● Activity
Every record that appears below should be transcribed exactly.
** Opening Recorded data block **
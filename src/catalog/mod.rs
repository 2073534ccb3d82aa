pub mod loader;
pub mod source;

pub use loader::{load, merge_selection};
pub use source::{CatalogSource, FileCatalogSource, HttpCatalogSource, StaticCatalogSource};

use std::fmt;
use serde::{Deserialize, Serialize};

/// Identity of a discovered service.
#[derive(Debug, Clone, PartialEq, Eq, Hash, PartialOrd, Ord, Serialize, Deserialize)]
pub struct ServiceKey {
    pub address: String,
    pub port: u16,
}

impl ServiceKey {
    pub fn new(address: impl Into<String>, port: u16) -> Self {
        Self { address: address.into(), port }
    }
}

impl fmt::Display for ServiceKey {
    fn fmt(&self, f: &mut fmt::Formatter<'_>) -> fmt::Result {
        write!(f, "{}:{}", self.address, self.port)
    }
}

impl std::str::FromStr for ServiceKey {
    type Err = String;

    fn from_str(s: &str) -> Result<Self, Self::Err> {
        let (address, port) = s.rsplit_once(':')
            .ok_or_else(|| format!("expected address:port, got '{}'", s))?;
        let port = port.parse::<u16>()
            .map_err(|_| format!("invalid port in '{}'", s))?;
        if address.is_empty() {
            return Err(format!("missing address in '{}'", s));
        }
        Ok(Self::new(address, port))
    }
}

/// Severity tier of a catalogued service, ordered from most to least severe.
#[derive(Debug, Clone, Copy, PartialEq, Eq, Hash, Serialize, Deserialize, Default)]
#[serde(rename_all = "lowercase")]
pub enum Severity {
    Critical,
    High,
    #[default]
    Medium,
    Low,
    Info,
}

impl Severity {
    /// Lower values indicate higher severity.
    pub fn rank(&self) -> u8 {
        match self {
            Severity::Critical => 0,
            Severity::High => 1,
            Severity::Medium => 2,
            Severity::Low => 3,
            Severity::Info => 4,
        }
    }

    pub fn as_str(&self) -> &'static str {
        match self {
            Severity::Critical => "critical",
            Severity::High => "high",
            Severity::Medium => "medium",
            Severity::Low => "low",
            Severity::Info => "info",
        }
    }

    /// Lenient parse used by the catalog loader.
    pub fn parse_loose(s: &str) -> Option<Self> {
        match s.trim().to_ascii_lowercase().as_str() {
            "critical" | "crit" => Some(Severity::Critical),
            "high" => Some(Severity::High),
            "medium" | "med" | "moderate" => Some(Severity::Medium),
            "low" => Some(Severity::Low),
            "info" | "informational" | "none" => Some(Severity::Info),
            _ => None,
        }
    }
}

impl fmt::Display for Severity {
    fn fmt(&self, f: &mut fmt::Formatter<'_>) -> fmt::Result {
        f.write_str(self.as_str())
    }
}

/// A canonical catalog record. Immutable after load.
#[derive(Debug, Clone, PartialEq, Serialize, Deserialize)]
pub struct Service {
    pub address: String,
    pub port: u16,
    pub service_name: String,
    pub version: Option<String>,
    pub known_vulnerabilities: Vec<String>,
    pub severity: Severity,
    pub cvss_score: Option<f64>,
    pub description: Option<String>,
}

impl Service {
    pub fn key(&self) -> ServiceKey {
        ServiceKey::new(self.address.clone(), self.port)
    }

    /// `name version` for display, falling back to the bare name.
    pub fn label(&self) -> String {
        match &self.version {
            Some(v) => format!("{} {}", self.service_name, v),
            None => self.service_name.clone(),
        }
    }
}

#[cfg(test)]
mod tests {
    use super::*;

    #[test]
    fn test_service_key_display_and_parse() {
        let key = ServiceKey::new("10.0.0.5", 445);
        assert_eq!(key.to_string(), "10.0.0.5:445");
        assert_eq!("10.0.0.5:445".parse::<ServiceKey>().unwrap(), key);
    }

    #[test]
    fn test_service_key_parse_rejects_garbage() {
        assert!("10.0.0.5".parse::<ServiceKey>().is_err());
        assert!("10.0.0.5:http".parse::<ServiceKey>().is_err());
        assert!(":80".parse::<ServiceKey>().is_err());
    }

    #[test]
    fn test_severity_rank_ordering() {
        assert!(Severity::Critical.rank() < Severity::High.rank());
        assert!(Severity::Low.rank() < Severity::Info.rank());
    }

    #[test]
    fn test_severity_default_is_medium() {
        assert_eq!(Severity::default(), Severity::Medium);
    }

    #[test]
    fn test_severity_parse_loose() {
        assert_eq!(Severity::parse_loose(" HIGH "), Some(Severity::High));
        assert_eq!(Severity::parse_loose("moderate"), Some(Severity::Medium));
        assert_eq!(Severity::parse_loose("bogus"), None);
    }
}
use std::time::{Duration, Instant};
use indicatif::{MultiProgress, ProgressBar, ProgressDrawTarget, ProgressStyle};
use crate::batch::AggregateStats;
use crate::events::ConsoleEvent;
use crate::utils::formatting::format_elapsed;
use super::renderer::{render_event, render_stats};

/// Indicatif bars for a running batch: one bar over all units plus a status line.
pub struct BatchProgress {
    multi: MultiProgress,
    units_bar: ProgressBar,
    status_bar: ProgressBar,
    start_time: Instant,
}

impl BatchProgress {
    pub fn new(total: usize) -> Self {
        Self::with_target(total, ProgressDrawTarget::stderr())
    }

    /// Bars that draw nowhere, for `--quiet` runs and tests.
    pub fn hidden(total: usize) -> Self {
        Self::with_target(total, ProgressDrawTarget::hidden())
    }

    fn with_target(total: usize, target: ProgressDrawTarget) -> Self {
        let multi = MultiProgress::with_draw_target(target);

        let units_bar = multi.add(ProgressBar::new(total as u64));
        if let Ok(bar_style) = ProgressStyle::default_bar()
            .template("  {bar:30.cyan/dark_gray} {pos}/{len} units | {msg}")
        {
            units_bar.set_style(bar_style.progress_chars("█▓░"));
        }
        units_bar.set_message("starting");

        let status_bar = multi.add(ProgressBar::new_spinner());
        if let Ok(spinner_style) = ProgressStyle::default_spinner().template("  {spinner:.cyan} {msg}") {
            status_bar.set_style(spinner_style);
        }
        status_bar.set_message("Launching batch...");
        status_bar.enable_steady_tick(Duration::from_millis(120));

        Self {
            multi,
            units_bar,
            status_bar,
            start_time: Instant::now(),
        }
    }

    /// Handle a console event and update the bars accordingly.
    pub fn handle_event(&self, event: &ConsoleEvent) {
        match event {
            ConsoleEvent::StatsUpdated { stats } => self.update(stats),
            ConsoleEvent::UnitOutcome { outcome, .. } if outcome.status.is_terminal() => {
                if let Some(line) = render_event(event) {
                    self.println(&line);
                }
            }
            ConsoleEvent::PollDegraded { .. } => {
                if let Some(line) = render_event(event) {
                    self.println(&line);
                }
            }
            ConsoleEvent::BatchFinished { stats, cancelled } => {
                self.update(stats);
                let elapsed = format_elapsed(self.start_time.elapsed());
                if *cancelled {
                    self.units_bar.abandon_with_message("cancelled");
                    self.status_bar.finish_with_message(format!("Batch cancelled after {}", elapsed));
                } else {
                    self.units_bar.finish_with_message("done");
                    self.status_bar.finish_with_message(format!("Batch finished in {}", elapsed));
                }
                if let Some(line) = render_event(event) {
                    self.println(&line);
                }
            }
            _ => {}
        }
    }

    fn update(&self, stats: &AggregateStats) {
        self.units_bar.set_length(stats.total as u64);
        self.units_bar.set_position(stats.completed as u64);
        self.units_bar.set_message(format!("{} running", stats.running));
        self.status_bar.set_message(format!(
            "{} | {}",
            format_elapsed(self.start_time.elapsed()),
            render_stats(stats),
        ));
    }

    pub fn position(&self) -> u64 {
        self.units_bar.position()
    }

    /// Print a line through the multi-progress (won't interfere with bars).
    pub fn println(&self, msg: &str) {
        let _ = self.multi.println(msg);
    }
}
** Closing Recorded data block **
● Your response
filename src/catalog/mod.rs
repository 2073534ccb3d82aa
pub mod loader;
pub mod source;

pub use loader::{load, merge_selection};
pub use source::{CatalogSource, FileCatalogSource, HttpCatalogSource, StaticCatalogSource};

use std::fmt;
use serde::{Deserialize, Serialize};

/// Identity of a discovered service.
#[derive(Debug, Clone, PartialEq, Eq, Hash, PartialOrd, Ord, Serialize, Deserialize)]
pub struct ServiceKey {
    pub address: String,
    pub port: u16,
}

impl ServiceKey {
    pub fn new(address: impl Into<String>, port: u16) -> Self {
        Self { address: address.into(), port }
    }
}

impl fmt::Display for ServiceKey {
    fn fmt(&self, f: &mut fmt::Formatter<'_>) -> fmt::Result {
        write!(f, "{}:{}", self.address, self.port)
    }
}

impl std::str::FromStr for ServiceKey {
    type Err = String;

    fn from_str(s: &str) -> Result<Self, Self::Err> {
        let (address, port) = s.rsplit_once(':')
            .ok_or_else(|| format!("expected address:port, got '{}'", s))?;
        let port = port.parse::<u16>()
            .map_err(|_| format!("invalid port in '{}'", s))?;
        if address.is_empty() {
            return Err(format!("missing address in '{}'", s));
        }
        Ok(Self::new(address, port))
    }
}

/// Severity tier of a catalogued service, ordered from most to least severe.
#[derive(Debug, Clone, Copy, PartialEq, Eq, Hash, Serialize, Deserialize, Default)]
#[serde(rename_all = "lowercase")]
pub enum Severity {
    Critical,
    High,
    #[default]
    Medium,
    Low,
    Info,
}

impl Severity {
    /// Lower values indicate higher severity.
    pub fn rank(&self) -> u8 {
        match self {
            Severity::Critical => 0,
            Severity::High => 1,
            Severity::Medium => 2,
            Severity::Low => 3,
            Severity::Info => 4,
        }
    }

    pub fn as_str(&self) -> &'static str {
        match self {
            Severity::Critical => "critical",
            Severity::High => "high",
            Severity::Medium => "medium",
            Severity::Low => "low",
            Severity::Info => "info",
        }
    }

    /// Lenient parse used by the catalog loader.
    pub fn parse_loose(s: &str) -> Option<Self> {
        match s.trim().to_ascii_lowercase().as_str() {
            "critical" | "crit" => Some(Severity::Critical),
            "high" => Some(Severity::High),
            "medium" | "med" | "moderate" => Some(Severity::Medium),
            "low" => Some(Severity::Low),
            "info" | "informational" | "none" => Some(Severity::Info),
            _ => None,
        }
    }
}

impl fmt::Display for Severity {
    fn fmt(&self, f: &mut fmt::Formatter<'_>) -> fmt::Result {
        f.write_str(self.as_str())
    }
}

/// A canonical catalog record. Immutable after load.
#[derive(Debug, Clone, PartialEq, Serialize, Deserialize)]
pub struct Service {
    pub address: String,
    pub port: u16,
    pub service_name: String,
    pub version: Option<String>,
    pub known_vulnerabilities: Vec<String>,
    pub severity: Severity,
    pub cvss_score: Option<f64>,
    pub description: Option<String>,
}

impl Service {
    pub fn key(&self) -> ServiceKey {
        ServiceKey::new(self.address.clone(), self.port)
    }

    /// `name version` for display, falling back to the bare name.
    pub fn label(&self) -> String {
        match &self.version {
            Some(v) => format!("{} {}", self.service_name, v),
            None => self.service_name.clone(),
        }
    }
}

#[cfg(test)]
mod tests {
    use super::*;

    #[test]
    fn test_service_key_display_and_parse() {
        let key = ServiceKey::new("10.0.0.5", 445);
        assert_eq!(key.to_string(), "10.0.0.5:445");
        assert_eq!("10.0.0.5:445".parse::<ServiceKey>().unwrap(), key);
    }

    #[test]
    fn test_service_key_parse_rejects_garbage() {
        assert!("10.0.0.5".parse::<ServiceKey>().is_err());
        assert!("10.0.0.5:http".parse::<ServiceKey>().is_err());
        assert!(":80".parse::<ServiceKey>().is_err());
    }

    #[test]
    fn test_severity_rank_ordering() {
        assert!(Severity::Critical.rank() < Severity::High.rank());
        assert!(Severity::Low.rank() < Severity::Info.rank());
    }

    #[test]
    fn test_severity_default_is_medium() {
        assert_eq!(Severity::default(), Severity::Medium);
    }

    #[test]
    fn test_severity_parse_loose() {
        assert_eq!(Severity::parse_loose(" HIGH "), Some(Severity::High));
        assert_eq!(Severity::parse_loose("moderate"), Some(Severity::Medium));
        assert_eq!(Severity::parse_loose("bogus"), None);
    }
}
use std::time::{Duration, Instant};
use indicatif::{MultiProgress, ProgressBar, ProgressDrawTarget, ProgressStyle};
use crate::batch::AggregateStats;
use crate::events::ConsoleEvent;
use crate::utils::formatting::format_elapsed;
use super::renderer::{render_event, render_stats};

/// Indicatif bars for a running batch: one bar over all units plus a status line.
pub struct BatchProgress {
    multi: MultiProgress,
    units_bar: ProgressBar,
    status_bar: ProgressBar,
    start_time: Instant,
}

impl BatchProgress {
    pub fn new(total: usize) -> Self {
        Self::with_target(total, ProgressDrawTarget::stderr())
    }

    /// Bars that draw nowhere, for `--quiet` runs and tests.
    pub fn hidden(total: usize) -> Self {
        Self::with_target(total, ProgressDrawTarget::hidden())
    }

    fn with_target(total: usize, target: ProgressDrawTarget) -> Self {
        let multi = MultiProgress::with_draw_target(target);

        let units_bar = multi.add(ProgressBar::new(total as u64));
        if let Ok(bar_style) = ProgressStyle::default_bar()
            .template("  {bar:30.cyan/dark_gray} {pos}/{len} units | {msg}")
        {
            units_bar.set_style(bar_style.progress_chars("█▓░"));
        }
        units_bar.set_message("starting");

        let status_bar = multi.add(ProgressBar::new_spinner());
        if let Ok(spinner_style) = ProgressStyle::default_spinner().template("  {spinner:.cyan} {msg}") {
            status_bar.set_style(spinner_style);
        }
        status_bar.set_message("Launching batch...");
        status_bar.enable_steady_tick(Duration::from_millis(120));

        Self {
            multi,
            units_bar,
            status_bar,
            start_time: Instant::now(),
        }
    }

    /// Handle a console event and update the bars accordingly.
    pub fn handle_event(&self, event: &ConsoleEvent) {
        match event {
            ConsoleEvent::StatsUpdated { stats } => self.update(stats),
            ConsoleEvent::UnitOutcome { outcome, .. } if outcome.status.is_terminal() => {
                if let Some(line) = render_event(event) {
                    self.println(&line);
                }
            }
            ConsoleEvent::PollDegraded { .. } => {
                if let Some(line) = render_event(event) {
                    self.println(&line);
                }
            }
            ConsoleEvent::BatchFinished { stats, cancelled } => {
                self.update(stats);
                let elapsed = format_elapsed(self.start_time.elapsed());
                if *cancelled {
                    self.units_bar.abandon_with_message("cancelled");
                    self.status_bar.finish_with_message(format!("Batch cancelled after {}", elapsed));
                } else {
                    self.units_bar.finish_with_message("done");
                    self.status_bar.finish_with_message(format!("Batch finished in {}", elapsed));
                }
                if let Some(line) = render_event(event) {
                    self.println(&line);
                }
            }
            _ => {}
        }
    }

    fn update(&self, stats: &AggregateStats) {
        self.units_bar.set_length(stats.total as u64);
        self.units_bar.set_position(stats.completed as u64);
        self.units_bar.set_message(format!("{} running", stats.running));
        self.status_bar.set_message(format!(
            "{} | {}",
            format_elapsed(self.start_time.elapsed()),
            render_stats(stats),
        ));
    }

    pub fn position(&self) -> u64 {
        self.units_bar.position()
    }

    /// Print a line through the multi-progress (won't interfere with bars).
    pub fn println(&self, msg: &str) {
        let _ = self.multi.println(msg);
    }
}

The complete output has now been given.